During a lengthy hearing, Judge Moshe Jacobius issued an order granting WAH Group LLC a place in Thursday’s third and final lottery for dispensary licenses. But as Jacobius ruled the group was unjustly excluded from the drawing, he acknowledged the underlying suit could have serious implications for the state’s lucrative cannabis industry.

“We can’t predict the future. And counsel says that if you ultimately rule that the whole structure was improper, then the whole thing will have to be redone over again,” he said of the licensing process. “That may very well be, but I can’t anticipate what’s going to happen.

“And that’s just the most extreme thing that can happen. It might happen,” he added. “It’s very possible. But then, everybody then would be subject to just another application process or another lottery, who knows what.”

Last September, WAH Group and another firm, HAAAYY LLC, sued the state and the global accounting firm charged with grading applications, claiming the scoring was unfair because it awarded bonus points to veteran-led applicants. WAH Group has a veteran partner but only made that clear during a supplementary scoring period, after applicants learned those points were necessary to notch the perfect score needed to qualify for Thursday’s long-delayed lottery.

Jacobius insisted the veterans’ points weren’t “optional,” as the legalization law suggests, but mandatory, a point Deputy Attorney General Doug Rees contested. Mazie Harris, the WAH Group’s attorney, later said Jacobius’ decision to allow the firm into the lottery was “well reasoned and grounded in the law.”

“Transparency has been an issue from the outset, and it is our expectation that the [Illinois Department of Financial and Professional Regulation], being an administrative body, will comply with the law,” Harris said of the agency issuing the licenses.

A spokesperson for the attorney general’s office didn’t respond when asked whether it would appeal.

In recent weeks, Jacobius has allowed the state to hold the lotteries and publish the winners, but he’s held up the issuing of the actual licenses. Now, the permits won’t be issued before another hearing on Sept. 1.

An amended complaint filed last week added yet another layer to the complicated suit.

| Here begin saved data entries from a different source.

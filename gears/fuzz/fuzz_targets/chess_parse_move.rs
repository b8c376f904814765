#![no_main]

use gears::games::chess::moves::ChessMove;
use gears::games::chess::Chessboard;
use gears::general::board::{Board, BoardHelpers};
use gears::general::moves::Move;
use libfuzzer_sys::fuzz_target;
use std::str::from_utf8;

fuzz_target!(|data: &[u8]| {
    if let Ok(str) = from_utf8(data) {
        for pos in
            Chessboard::bench_positions().into_iter().chain(Chessboard::name_to_pos_map().iter().map(|x| x.create()))
        {
            let Ok(mov) = ChessMove::from_text(str, &pos) else {
                return;
            };
            if pos.is_move_pseudolegal(mov) {
                let _ = pos.make_move(mov);
                assert!(pos.pseudolegal_moves().contains(&mov));
            }
        }
    }
});
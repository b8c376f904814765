use crate::games::chess::CastleRight::*;
use crate::games::chess::ChessColor::*;
use crate::games::chess::castling::CastleRight;
use crate::games::chess::moves::ChessMoveFlags::*;
use crate::games::chess::moves::{ChessMove, ChessMoveFlags};
use crate::games::chess::pieces::ChessPieceType::*;
use crate::games::chess::pieces::{ChessPieceType, ColoredChessPieceType};
use crate::games::chess::squares::{C_FILE_NO, ChessSquare, ChessboardSize, G_FILE_NO};
use crate::games::chess::{ChessBitboardTrait, ChessColor, Chessboard, PAWN_CAPTURES};
use crate::games::{Board, Color, ColoredPieceType};
use crate::general::bitboards::chessboard::{ChessBitboard, KINGS, KNIGHTS};
use crate::general::bitboards::{Bitboard, KnownSizeBitboard, RawBitboard};
use crate::general::board::{BitboardBoard, BoardHelpers};
use crate::general::hq::ChessSliderGenerator;
use crate::general::move_list::MoveList;
use crate::general::squares::RectangularCoordinates;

Among other things, the filing holds that WAH Group was only given one of the two spots it earned in the first lottery — a fact Assistant Attorney General Richard Huszagh conceded during Monday’s hearing.

Applicants excluded from a lottery due to a “clerical error,” Huszagh later said, will go through a process to determine if they “would have won,” which Jacobius referred to as a “simulated lottery.”